:: WORK REQUIRED ::
Bring together every line in the data that includes "directory".

:: SOURCE MATERIAL ::
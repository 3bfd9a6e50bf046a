//! Month arithmetic for membership terms.
//!
//! Adding months keeps the day of month unless the target month is too
//! short, in which case the day is clamped to that month's last day
//! (Jan 31 + 1 month = Feb 28, or Feb 29 in a leap year).

use chrono::{Datelike, NaiveDate};

/// Whether `year` is a Gregorian leap year.
pub fn is_leap_year(year: i32) -> bool {
    (year % 4 == 0 && year % 100 != 0) || year % 400 == 0
}

/// Number of days in `month` (1-12) of `year`.
pub fn days_in_month(year: i32, month: u32) -> u32 {
    match month {
        4 | 6 | 9 | 11 => 30,
        2 if is_leap_year(year) => 29,
        2 => 28,
        _ => 31,
    }
}

/// The date `months` calendar months after `date`, clamping the day to the
/// end of a shorter target month.
///
/// Saturates at [`NaiveDate::MAX`] if the result would fall outside the
/// range chrono can represent.
pub fn advance(date: NaiveDate, months: u32) -> NaiveDate {
    let month_index = i64::from(date.month0()) + i64::from(months);
    let year = i64::from(date.year()) + month_index / 12;
    let Ok(year) = i32::try_from(year) else {
        return NaiveDate::MAX;
    };
    // Always 1..=12.
    let month = (month_index % 12) as u32 + 1;
    let day = date.day().min(days_in_month(year, month));

    NaiveDate::from_ymd_opt(year, month, day).unwrap_or(NaiveDate::MAX)
}

#[cfg(test)]
mod tests {
    use super::*;
    use chrono::Months;

    fn date(y: i32, m: u32, d: u32) -> NaiveDate {
        NaiveDate::from_ymd_opt(y, m, d).unwrap()
    }

    #[test]
    fn leap_year_rule() {
        assert!(is_leap_year(2024));
        assert!(is_leap_year(2000));
        assert!(!is_leap_year(1900));
        assert!(!is_leap_year(2025));
    }

    #[test]
    fn month_lengths() {
        assert_eq!(days_in_month(2025, 1), 31);
        assert_eq!(days_in_month(2025, 2), 28);
        assert_eq!(days_in_month(2024, 2), 29);
        assert_eq!(days_in_month(2100, 2), 28);
        assert_eq!(days_in_month(2025, 4), 30);
        assert_eq!(days_in_month(2025, 12), 31);
    }

    #[test]
    fn end_of_january_clamps_to_february() {
        assert_eq!(advance(date(2024, 1, 31), 1), date(2024, 2, 29));
        assert_eq!(advance(date(2025, 1, 31), 1), date(2025, 2, 28));
    }

    #[test]
    fn twelve_months_is_same_day_next_year() {
        assert_eq!(advance(date(2023, 2, 28), 12), date(2024, 2, 28));
        assert_eq!(advance(date(2025, 7, 15), 12), date(2026, 7, 15));
        assert_eq!(advance(date(2024, 2, 29), 12), date(2025, 2, 28));
        assert_eq!(advance(date(2024, 2, 29), 48), date(2028, 2, 29));
    }

    #[test]
    fn quarter_carries_into_next_year() {
        assert_eq!(advance(date(2025, 11, 30), 3), date(2026, 2, 28));
        assert_eq!(advance(date(2025, 12, 31), 3), date(2026, 3, 31));
        assert_eq!(advance(date(2025, 5, 31), 1), date(2025, 6, 30));
    }

    #[test]
    fn zero_months_is_identity() {
        assert_eq!(advance(date(2025, 3, 31), 0), date(2025, 3, 31));
    }

    #[test]
    fn saturates_past_chrono_range() {
        assert_eq!(advance(NaiveDate::MAX, 12), NaiveDate::MAX);
    }

    #[test]
    fn agrees_with_chrono_for_plan_lengths() {
        // Every day from 2023 through 2028 (covers two leap years and a
        // century-free span) for each plan length.
        let mut d = date(2023, 1, 1);
        let end = date(2029, 1, 1);
        while d < end {
            for months in [1, 3, 12] {
                let got = advance(d, months);
                let want = d.checked_add_months(Months::new(months)).unwrap();
                assert_eq!(got, want, "advance({d}, {months})");
                assert!(got.day() <= days_in_month(got.year(), got.month()));
                if d.day() <= days_in_month(got.year(), got.month()) {
                    assert_eq!(got.day(), d.day());
                }
            }
            d = d.succ_opt().unwrap();
        }
    }
}
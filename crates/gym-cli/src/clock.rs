use chrono::{Local, NaiveDate, NaiveDateTime};

/// Source of the current local date and time.
pub trait Clock {
    fn now(&self) -> NaiveDateTime;

    fn today(&self) -> NaiveDate {
        self.now().date()
    }
}

/// The system clock in the local time zone.
#[derive(Debug, Clone, Copy, Default)]
pub struct LocalClock;

impl Clock for LocalClock {
    fn now(&self) -> NaiveDateTime {
        Local::now().naive_local()
    }
}

/// A clock stopped at a fixed instant.
#[cfg(test)]
#[derive(Debug, Clone, Copy)]
pub struct FixedClock(pub NaiveDateTime);

#[cfg(test)]
impl Clock for FixedClock {
    fn now(&self) -> NaiveDateTime {
        self.0
    }
}
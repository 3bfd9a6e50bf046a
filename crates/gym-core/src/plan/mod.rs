//! Membership plan catalog.
//!
//! Maps the loose tokens an operator types ("1", "m", "Monthly", "annual",
//! ...) to one of three canonical plans. The menu shows the plans as
//! `1) Monthly  2) Quarterly  3) Yearly`, which is why `2` means quarterly
//! and `3` means yearly even though `12` also means yearly.

use std::fmt;
use std::str::FromStr;

use thiserror::Error;

/// A canonical membership plan.
#[derive(Debug, Clone, Copy, PartialEq, Eq, Hash)]
pub enum MembershipPlan {
    Monthly,
    Quarterly,
    Yearly,
}

impl MembershipPlan {
    /// Plan length in calendar months.
    pub fn months(self) -> u32 {
        match self {
            Self::Monthly => 1,
            Self::Quarterly => 3,
            Self::Yearly => 12,
        }
    }

    /// Label stored on member records.
    pub fn label(self) -> &'static str {
        match self {
            Self::Monthly => "Monthly",
            Self::Quarterly => "Quarterly",
            Self::Yearly => "Yearly",
        }
    }

    /// Look up a token (already trimmed and lower-cased).
    fn from_token(token: &str) -> Option<Self> {
        match token {
            "monthly" | "m" | "1" => Some(Self::Monthly),
            "quarterly" | "q" | "2" => Some(Self::Quarterly),
            "yearly" | "y" | "12" | "annual" | "3" => Some(Self::Yearly),
            _ => None,
        }
    }
}

impl fmt::Display for MembershipPlan {
    fn fmt(&self, f: &mut fmt::Formatter<'_>) -> fmt::Result {
        f.write_str(self.label())
    }
}

impl FromStr for MembershipPlan {
    type Err = PlanParseError;

    fn from_str(s: &str) -> Result<Self, Self::Err> {
        Self::from_token(&normalize_token(s)).ok_or_else(|| PlanParseError(s.trim().to_owned()))
    }
}

/// Error returned when a token names no known plan.
#[derive(Debug, Clone, PartialEq, Eq, Error)]
#[error("invalid membership type: {0:?}")]
pub struct PlanParseError(pub String);

/// What a plan token resolves to.
///
/// An unrecognized token has no `plan`, zero `months`, and the title-cased
/// input as its `label`. Callers in this crate always reject it.
#[derive(Debug, Clone, PartialEq, Eq)]
pub struct PlanResolution {
    pub plan: Option<MembershipPlan>,
    pub months: u32,
    pub label: String,
}

impl PlanResolution {
    /// Whether the token named a real plan.
    pub fn is_valid(&self) -> bool {
        self.plan.is_some()
    }
}

/// Resolve a user-entered plan token. Case- and whitespace-insensitive.
pub fn resolve(token: &str) -> PlanResolution {
    match token.parse::<MembershipPlan>() {
        Ok(plan) => PlanResolution {
            plan: Some(plan),
            months: plan.months(),
            label: plan.label().to_owned(),
        },
        Err(_) => PlanResolution {
            plan: None,
            months: 0,
            label: title_case(&normalize_token(token)),
        },
    }
}

fn normalize_token(token: &str) -> String {
    token.trim().to_lowercase()
}

/// Upper-case the first letter of every run of letters and lower-case the
/// rest (`"gold plus"` -> `"Gold Plus"`, `"1st"` -> `"1St"`).
pub fn title_case(s: &str) -> String {
    let mut out = String::with_capacity(s.len());
    let mut prev_is_letter = false;
    for c in s.chars() {
        if c.is_alphabetic() {
            if prev_is_letter {
                out.extend(c.to_lowercase());
            } else {
                out.extend(c.to_uppercase());
            }
            prev_is_letter = true;
        } else {
            out.push(c);
            prev_is_letter = false;
        }
    }
    out
}
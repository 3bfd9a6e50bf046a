//! Shared test utilities for gym integration tests.
//!
//! Each test gets its own temporary directory holding the roster file, so
//! tests never touch a real `gym.json` and can run in parallel.

use std::path::PathBuf;
use std::sync::{Mutex, MutexGuard};

use chrono::NaiveDate;
use tempfile::TempDir;

use gym_db::models::MemberRecord;
use gym_db::{MemberStore, StoreConfig};

/// A temporary directory with a roster file path inside it.
///
/// The directory (and everything in it) is removed when this is dropped.
pub struct TestRoster {
    /// Held to keep the directory alive.
    pub dir: TempDir,
    /// `<dir>/gym.json`. Not created until something saves to it.
    pub data_file: PathBuf,
}

impl TestRoster {
    /// Store config pointing at this roster's data file.
    pub fn config(&self) -> StoreConfig {
        StoreConfig::new(&self.data_file)
    }

    /// An empty store bound to this roster's data file, without loading.
    pub fn empty_store(&self) -> MemberStore {
        MemberStore::with_members(&self.data_file, Vec::new())
    }

    /// A store bound to this roster's data file holding `members`, saved to
    /// disk so that a subsequent load sees them.
    pub fn saved_store(&self, members: Vec<MemberRecord>) -> MemberStore {
        let store = MemberStore::with_members(&self.data_file, members);
        store.save().expect("seeding the roster file should succeed");
        store
    }

    /// Raw contents of the data file.
    pub fn read_data_file(&self) -> String {
        std::fs::read_to_string(&self.data_file).expect("roster file should exist")
    }
}

/// Create a fresh temporary roster location.
pub fn test_roster() -> TestRoster {
    let dir = TempDir::new().expect("failed to create temp dir");
    let data_file = dir.path().join("gym.json");
    TestRoster { dir, data_file }
}

/// A data file path whose parent directory does not exist, so every save
/// to it fails.
pub fn unwritable_data_file(roster: &TestRoster) -> PathBuf {
    roster.dir.path().join("missing-dir").join("gym.json")
}

/// Shorthand for a calendar date.
pub fn date(year: i32, month: u32, day: u32) -> NaiveDate {
    NaiveDate::from_ymd_opt(year, month, day)
        .unwrap_or_else(|| panic!("invalid test date {year}-{month}-{day}"))
}

/// A record with a one-month plan starting on `start`.
pub fn monthly_member(name: &str, phone: &str, start: NaiveDate) -> MemberRecord {
    let expiry = start
        .checked_add_months(chrono::Months::new(1))
        .expect("test dates stay in range");
    MemberRecord::new(name, phone, "Monthly", start, expiry)
}

/// A small roster with mixed plans and one lapsed membership (as of
/// 2025-06-01).
pub fn sample_roster() -> Vec<MemberRecord> {
    vec![
        MemberRecord::new("Priya Nair", "9876543210", "Monthly", date(2025, 5, 20), date(2025, 6, 20)),
        MemberRecord::new("arjun mehta", "9123456780", "Quarterly", date(2025, 1, 10), date(2025, 4, 10)),
        MemberRecord::new("Kavya Rao", "9988776655", "Yearly", date(2025, 2, 28), date(2026, 2, 28)),
    ]
}

static ENV_LOCK: Mutex<()> = Mutex::new(());

/// Serialize tests that read or modify process environment variables.
pub fn lock_env() -> MutexGuard<'static, ()> {
    ENV_LOCK.lock().unwrap_or_else(std::sync::PoisonError::into_inner)
}
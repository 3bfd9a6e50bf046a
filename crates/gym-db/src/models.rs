use chrono::NaiveDate;
use serde::{Deserialize, Deserializer, Serialize};
use serde_json::Value;

/// Date format used for every date stored in the data file.
pub const DATE_FORMAT: &str = "%Y-%m-%d";

/// One gym member as stored in the data file.
///
/// Dates are kept as ISO `YYYY-MM-DD` strings rather than parsed values so
/// that a record with a damaged date still loads; use [`parsed_start`] and
/// [`parsed_expiry`] for typed access. Fields missing from a stored record
/// deserialize as empty strings.
///
/// [`parsed_start`]: MemberRecord::parsed_start
/// [`parsed_expiry`]: MemberRecord::parsed_expiry
#[derive(Debug, Clone, PartialEq, Eq, Default, Serialize, Deserialize)]
#[serde(default)]
pub struct MemberRecord {
    /// Display name. Never empty for records created by this program.
    #[serde(deserialize_with = "lenient_string")]
    pub name: String,
    /// Ten ASCII digits. Unique across the roster.
    #[serde(deserialize_with = "lenient_string")]
    pub phone: String,
    /// Canonical plan label (`Monthly`, `Quarterly`, `Yearly`).
    #[serde(deserialize_with = "lenient_string")]
    pub membership_type: String,
    /// ISO start date.
    #[serde(deserialize_with = "lenient_string")]
    pub start_date: String,
    /// ISO expiry date, always the start date advanced by the plan length.
    #[serde(deserialize_with = "lenient_string")]
    pub expiry_date: String,
}

impl MemberRecord {
    /// Build a record from typed dates.
    pub fn new(
        name: impl Into<String>,
        phone: impl Into<String>,
        membership_type: impl Into<String>,
        start_date: NaiveDate,
        expiry_date: NaiveDate,
    ) -> Self {
        Self {
            name: name.into(),
            phone: phone.into(),
            membership_type: membership_type.into(),
            start_date: format_date(start_date),
            expiry_date: format_date(expiry_date),
        }
    }

    /// Parsed start date, or `None` if the stored string is not a valid date.
    pub fn parsed_start(&self) -> Option<NaiveDate> {
        parse_date(&self.start_date)
    }

    /// Parsed expiry date, or `None` if the stored string is not a valid date.
    pub fn parsed_expiry(&self) -> Option<NaiveDate> {
        parse_date(&self.expiry_date)
    }

    /// Replace both dates at once.
    pub fn set_term(&mut self, start_date: NaiveDate, expiry_date: NaiveDate) {
        self.start_date = format_date(start_date);
        self.expiry_date = format_date(expiry_date);
    }

    /// Whether the membership has lapsed as of `today`.
    ///
    /// A record whose expiry date cannot be parsed counts as expired.
    pub fn is_expired_on(&self, today: NaiveDate) -> bool {
        self.parsed_expiry().is_none_or(|expiry| expiry < today)
    }
}

/// Parse an ISO `YYYY-MM-DD` date.
pub fn parse_date(s: &str) -> Option<NaiveDate> {
    NaiveDate::parse_from_str(s, DATE_FORMAT).ok()
}

/// Format a date as ISO `YYYY-MM-DD`.
pub fn format_date(date: NaiveDate) -> String {
    date.format(DATE_FORMAT).to_string()
}

/// Read any JSON value as a field string: `null` is empty, strings are
/// taken as-is, everything else becomes its JSON text (`9876543210`,
/// `true`).
fn lenient_string<'de, D>(deserializer: D) -> Result<String, D::Error>
where
    D: Deserializer<'de>,
{
    Ok(match Value::deserialize(deserializer)? {
        Value::Null => String::new(),
        Value::String(s) => s,
        other => other.to_string(),
    })
}

/// On-disk envelope: `{"members": [...]}`.
#[derive(Debug, Clone, Default, Serialize, Deserialize)]
pub struct RosterFile {
    pub members: Vec<MemberRecord>,
}

/// Either accepted shape of the data file.
///
/// The envelope is what [`crate::store::save`] writes; a bare list is still
/// accepted on read.
#[derive(Debug, Deserialize)]
#[serde(untagged)]
pub(crate) enum StoredRoster {
    Envelope(RosterFile),
    Bare(Vec<MemberRecord>),
}

impl StoredRoster {
    pub(crate) fn into_members(self) -> Vec<MemberRecord> {
        match self {
            Self::Envelope(file) => file.members,
            Self::Bare(members) => members,
        }
    }
}
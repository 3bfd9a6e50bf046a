//! The interactive main menu and its five screens.
//!
//! Every screen runs to completion and returns to the main menu; errors
//! from roster operations are shown to the operator, never propagated.
//! Only terminal I/O errors end the loop early. End of input at a
//! sub-prompt abandons that screen; at the main prompt it exits.

use std::io::{self, BufRead, Write};

use gym_core::roster::{
    self, RosterError, SearchOutcome, UpdateAction, add_member, expired_members, find_member,
    list_members, search_members, update_member,
};
use gym_db::MemberStore;

use crate::clock::Clock;
use crate::console::Console;
use crate::render;

const PLAN_CHOICES: &str = "Membership type: 1) Monthly  2) Quarterly  3) Yearly";
const PLAN_PROMPT: &str = "Choose (1/2/3) or type name: ";

/// Main-menu state: the roster and who is running it.
pub struct Menu<C> {
    store: MemberStore,
    owner: String,
    clock: C,
}

impl<C: Clock> Menu<C> {
    pub fn new(store: MemberStore, owner: impl Into<String>, clock: C) -> Self {
        Self {
            store,
            owner: owner.into(),
            clock,
        }
    }

    /// Run the menu until the operator exits or input ends.
    pub fn run<R: BufRead, W: Write>(&mut self, console: &mut Console<R, W>) -> io::Result<()> {
        loop {
            self.screen(console)?;
            writeln!(console, "Welcome {} [GYM Membership Manager]\n", self.owner)?;
            writeln!(console, "1. Search Members")?;
            writeln!(console, "2. View All Members")?;
            writeln!(console, "3. Show Expired Memberships")?;
            writeln!(console, "4. Add Member")?;
            writeln!(console, "5. Update Member data")?;
            writeln!(console, "6. Exit")?;

            let Some(choice) = console.prompt("\nEnter number: ")? else {
                writeln!(console, "\nExiting...")?;
                return Ok(());
            };

            match choice.as_str() {
                "1" => self.search(console)?,
                "2" => self.view_all(console)?,
                "3" => self.show_expired(console)?,
                "4" => self.add(console)?,
                "5" => self.update(console)?,
                "6" => {
                    writeln!(console, "Goodbye {}", self.owner)?;
                    return Ok(());
                }
                _ => {
                    writeln!(console, "Invalid Input!")?;
                    console.pause()?;
                }
            }
        }
    }

    /// Clear the terminal and print the banner.
    fn screen<R: BufRead, W: Write>(&self, console: &mut Console<R, W>) -> io::Result<()> {
        console.clear_screen()?;
        writeln!(console, "{}", render::header(self.clock.now()))
    }

    fn search<R: BufRead, W: Write>(&self, console: &mut Console<R, W>) -> io::Result<()> {
        self.screen(console)?;
        writeln!(console, "=== Search Member by Phone ===")?;
        let Some(input) = console.prompt("Enter phone number: ")? else {
            return Ok(());
        };

        match search_members(self.store.members(), &input) {
            Ok(SearchOutcome::Exact(record)) => {
                writeln!(console, "\nFound\n")?;
                writeln!(console, "{}", render::member(record, None))?;
            }
            Ok(SearchOutcome::Partial(matches)) if matches.is_empty() => {
                writeln!(console, "No matching member found.")?;
            }
            Ok(SearchOutcome::Partial(matches)) => {
                writeln!(console, "\nFound {} match(es):\n", matches.len())?;
                writeln!(console, "{}", render::member_list(matches))?;
            }
            Err(e) => writeln!(console, "{}", render::roster_error(&e))?,
        }
        console.pause()
    }

    fn view_all<R: BufRead, W: Write>(&self, console: &mut Console<R, W>) -> io::Result<()> {
        self.screen(console)?;
        writeln!(console, "=== All Members ===")?;
        if self.store.is_empty() {
            writeln!(console, "No members found.")?;
        } else {
            let sorted = list_members(self.store.members());
            writeln!(console, "{}", render::member_list(sorted))?;
        }
        console.pause()
    }

    fn show_expired<R: BufRead, W: Write>(&self, console: &mut Console<R, W>) -> io::Result<()> {
        self.screen(console)?;
        writeln!(console, "=== Expired Memberships ===")?;
        if self.store.is_empty() {
            writeln!(console, "No members found.")?;
            return console.pause();
        }

        let expired = expired_members(self.store.members(), self.clock.today());
        if expired.is_empty() {
            writeln!(console, "No expired memberships")?;
        } else {
            writeln!(console, "{}", render::member_list(expired))?;
        }
        console.pause()
    }

    fn add<R: BufRead, W: Write>(&mut self, console: &mut Console<R, W>) -> io::Result<()> {
        self.screen(console)?;
        writeln!(console, "=== Add New Member ===")?;

        // Each answer is checked as soon as it is given so the operator is
        // not asked for a plan after typing a bad phone number.
        let Some(name) = console.prompt("Enter member name: ")? else {
            return Ok(());
        };
        if let Err(e) = roster::validate_name(&name) {
            return report(console, &e);
        }

        let Some(phone) = console.prompt("Enter phone number (10 digits): ")? else {
            return Ok(());
        };
        if let Err(e) = roster::validate_new_phone(self.store.members(), &phone) {
            return report(console, &e);
        }

        writeln!(console, "{PLAN_CHOICES}")?;
        let Some(plan) = console.prompt(PLAN_PROMPT)? else {
            return Ok(());
        };

        match add_member(&mut self.store, &name, &phone, &plan, self.clock.today()) {
            Ok(record) => {
                writeln!(console, "\nMember added successfully")?;
                writeln!(console, "{}", render::member(&record, None))?;
                console.pause()
            }
            Err(e) => report(console, &e),
        }
    }

    fn update<R: BufRead, W: Write>(&mut self, console: &mut Console<R, W>) -> io::Result<()> {
        self.screen(console)?;
        writeln!(console, "=== Update Member Data ===")?;
        let Some(input) = console.prompt("Enter existing member phone number: ")? else {
            return Ok(());
        };
        let record = match find_member(self.store.members(), &input) {
            Ok(index) => self.store.members()[index].clone(),
            Err(e) => return report(console, &e),
        };

        self.screen(console)?;
        writeln!(console, "Current data:\n")?;
        writeln!(console, "{}", render::member(&record, None))?;
        writeln!(console, "What do you want to update?")?;
        writeln!(console, "1) Name")?;
        writeln!(console, "2) Phone")?;
        writeln!(console, "3) Membership Type (recalculate expiry from same start date)")?;
        writeln!(console, "4) Renew Membership (start date = today, expiry recalculated)")?;
        writeln!(console, "5) Cancel")?;
        let Some(choice) = console.prompt("Enter number: ")? else {
            return Ok(());
        };

        let action = match choice.as_str() {
            "1" => console.prompt("Enter new name: ")?.map(UpdateAction::Rename),
            "2" => console
                .prompt("Enter new phone (10 digits): ")?
                .map(UpdateAction::ChangePhone),
            "3" | "4" => {
                writeln!(console, "{PLAN_CHOICES}")?;
                let token = console.prompt(PLAN_PROMPT)?;
                if choice == "3" {
                    token.map(UpdateAction::ChangePlan)
                } else {
                    token.map(UpdateAction::Renew)
                }
            }
            "5" => {
                writeln!(console, "Cancelled.")?;
                return console.pause();
            }
            _ => {
                writeln!(console, "Invalid choice.")?;
                return console.pause();
            }
        };
        let Some(action) = action else {
            return Ok(());
        };

        match update_member(&mut self.store, &record.phone, action, self.clock.today()) {
            Ok(updated) => {
                writeln!(console, "\nUpdated successfully\n")?;
                writeln!(console, "{}", render::member(&updated, None))?;
                console.pause()
            }
            Err(e) => report(console, &e),
        }
    }
}

/// Show a failed operation and wait for Enter.
fn report<R: BufRead, W: Write>(console: &mut Console<R, W>, err: &RosterError) -> io::Result<()> {
    writeln!(console, "{}", render::roster_error(err))?;
    console.pause()
}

:: SOLUTION ::
//! Each test gets its own temporary directory holding the roster file, so
/// A temporary directory with a roster file path inside it.
/// The directory (and everything in it) is removed when this is dropped.
    /// Held to keep the directory alive.
/// A data file path whose parent directory does not exist, so every save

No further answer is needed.